◆ **Record excerpts**
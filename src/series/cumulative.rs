use std::collections::HashMap;
use std::hash::Hash;
use std::ops::Add;

/// Running total per group over a sequence, in input order.
///
/// Created by [`cumulative_sum`]. Holds one total per group seen so far and
/// is consumed by a single traversal.
#[derive(Debug, Clone)]
pub struct CumulativeSum<I, G, A, KF, VF> {
    items: I,
    totals: HashMap<G, A>,
    zero: A,
    group_key_of: KF,
    value_of: VF,
}

/// Pair every item with the running total of `value_of` over the items of
/// its group seen so far, including itself.
///
/// Input order is preserved and nothing is sorted: sort by date first when a
/// chronological running balance is wanted.
///
/// # Examples
/// ```
/// use finmetrics::series::cumulative_sum;
///
/// let items = vec![("A", 5), ("A", 3), ("B", 1)];
/// let totals: Vec<_> = cumulative_sum(items, |i| i.0, |i| i.1, 0)
///     .map(|(_, total)| total)
///     .collect();
/// assert_eq!(totals, vec![5, 8, 1]);
/// ```
pub fn cumulative_sum<I, G, A, KF, VF>(
    items: I,
    group_key_of: KF,
    value_of: VF,
    zero: A,
) -> CumulativeSum<I::IntoIter, G, A, KF, VF>
where
    I: IntoIterator,
    G: Eq + Hash,
    A: Add<Output = A> + Clone,
    KF: FnMut(&I::Item) -> G,
    VF: FnMut(&I::Item) -> A,
{
    CumulativeSum {
        items: items.into_iter(),
        totals: HashMap::new(),
        zero,
        group_key_of,
        value_of,
    }
}

impl<I, G, A, KF, VF> Iterator for CumulativeSum<I, G, A, KF, VF>
where
    I: Iterator,
    G: Eq + Hash,
    A: Add<Output = A> + Clone,
    KF: FnMut(&I::Item) -> G,
    VF: FnMut(&I::Item) -> A,
{
    type Item = (I::Item, A);

    fn next(&mut self) -> Option<Self::Item> {
        let item = self.items.next()?;
        let key = (self.group_key_of)(&item);

        let prior = self
            .totals
            .get(&key)
            .cloned()
            .unwrap_or_else(|| self.zero.clone());
        let total = prior + (self.value_of)(&item);
        self.totals.insert(key, total.clone());

        Some((item, total))
    }

    fn size_hint(&self) -> (usize, Option<usize>) {
        self.items.size_hint()
    }
}
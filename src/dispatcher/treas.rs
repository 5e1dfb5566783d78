use anyhow::{Context, Result};
use std::collections::BTreeSet;
use std::fs;
use std::path::Path;

use crate::cli::formatters::{format_appended, format_json};
use crate::error::FinmetricsError;
use crate::journal::{append_lines, existing_quoted_commodities, treasury_directives, TREASURY_PREFIX};
use crate::ledger::Ledger;

/// Price lines for every treasury bill not already in `existing`
fn new_treasury_lines(
    commodities: &BTreeSet<String>,
    existing: &BTreeSet<String>,
) -> Result<Vec<String>, FinmetricsError> {
    let mut lines = Vec::new();
    for name in commodities.difference(existing) {
        lines.extend(treasury_directives(name)?);
    }
    Ok(lines)
}

pub fn dispatch_treas(ledger: &Ledger, output: &Path, json_output: bool) -> Result<()> {
    let commodities: BTreeSet<String> = ledger
        .commodities()?
        .into_iter()
        .filter(|c| c.starts_with(TREASURY_PREFIX))
        .collect();

    let existing = if output.exists() {
        let text = fs::read_to_string(output)
            .with_context(|| format!("Failed to read {}", output.display()))?;
        existing_quoted_commodities(&text)
    } else {
        BTreeSet::new()
    };

    let lines = new_treasury_lines(&commodities, &existing)?;
    if json_output {
        println!("{}", format_json(&lines));
    } else {
        print!("{}", format_appended(&lines, output));
    }
    append_lines(output, &lines)
}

◆ **The problem**
An exact reproduction of the material above is required.

◆ **Exercise output**
filename src/series/cumulative.rs
use std::collections::HashMap;
use std::hash::Hash;
use std::ops::Add;

/// Running total per group over a sequence, in input order.
///
/// Created by [`cumulative_sum`]. Holds one total per group seen so far and
/// is consumed by a single traversal.
#[derive(Debug, Clone)]
pub struct CumulativeSum<I, G, A, KF, VF> {
    items: I,
    totals: HashMap<G, A>,
    zero: A,
    group_key_of: KF,
    value_of: VF,
}

/// Pair every item with the running total of `value_of` over the items of
/// its group seen so far, including itself.
///
/// Input order is preserved and nothing is sorted: sort by date first when a
/// chronological running balance is wanted.
///
/// # Examples
/// ```
/// use finmetrics::series::cumulative_sum;
///
/// let items = vec![("A", 5), ("A", 3), ("B", 1)];
/// let totals: Vec<_> = cumulative_sum(items, |i| i.0, |i| i.1, 0)
///     .map(|(_, total)| total)
///     .collect();
/// assert_eq!(totals, vec![5, 8, 1]);
/// ```
pub fn cumulative_sum<I, G, A, KF, VF>(
    items: I,
    group_key_of: KF,
    value_of: VF,
    zero: A,
) -> CumulativeSum<I::IntoIter, G, A, KF, VF>
where
    I: IntoIterator,
    G: Eq + Hash,
    A: Add<Output = A> + Clone,
    KF: FnMut(&I::Item) -> G,
    VF: FnMut(&I::Item) -> A,
{
    CumulativeSum {
        items: items.into_iter(),
        totals: HashMap::new(),
        zero,
        group_key_of,
        value_of,
    }
}

impl<I, G, A, KF, VF> Iterator for CumulativeSum<I, G, A, KF, VF>
where
    I: Iterator,
    G: Eq + Hash,
    A: Add<Output = A> + Clone,
    KF: FnMut(&I::Item) -> G,
    VF: FnMut(&I::Item) -> A,
{
    type Item = (I::Item, A);

    fn next(&mut self) -> Option<Self::Item> {
        let item = self.items.next()?;
        let key = (self.group_key_of)(&item);

        let prior = self
            .totals
            .get(&key)
            .cloned()
            .unwrap_or_else(|| self.zero.clone());
        let total = prior + (self.value_of)(&item);
        self.totals.insert(key, total.clone());

        Some((item, total))
    }

    fn size_hint(&self) -> (usize, Option<usize>) {
        self.items.size_hint()
    }
}
filename src/dispatcher/treas.rs
repository 5e1dfb5566783d78
use anyhow::{Context, Result};
use std::collections::BTreeSet;
use std::fs;
use std::path::Path;

use crate::cli::formatters::{format_appended, format_json};
use crate::error::FinmetricsError;
use crate::journal::{append_lines, existing_quoted_commodities, treasury_directives, TREASURY_PREFIX};
use crate::ledger::Ledger;

/// Price lines for every treasury bill not already in `existing`
fn new_treasury_lines(
    commodities: &BTreeSet<String>,
    existing: &BTreeSet<String>,
) -> Result<Vec<String>, FinmetricsError> {
    let mut lines = Vec::new();
    for name in commodities.difference(existing) {
        lines.extend(treasury_directives(name)?);
    }
    Ok(lines)
}

pub fn dispatch_treas(ledger: &Ledger, output: &Path, json_output: bool) -> Result<()> {
    let commodities: BTreeSet<String> = ledger
        .commodities()?
        .into_iter()
        .filter(|c| c.starts_with(TREASURY_PREFIX))
        .collect();

    let existing = if output.exists() {
        let text = fs::read_to_string(output)
            .with_context(|| format!("Failed to read {}", output.display()))?;
        existing_quoted_commodities(&text)
    } else {
        BTreeSet::new()
    };

    let lines = new_treasury_lines(&commodities, &existing)?;
    if json_output {
        println!("{}", format_json(&lines));
    } else {
        print!("{}", format_appended(&lines, output));
    }
    append_lines(output, &lines)
}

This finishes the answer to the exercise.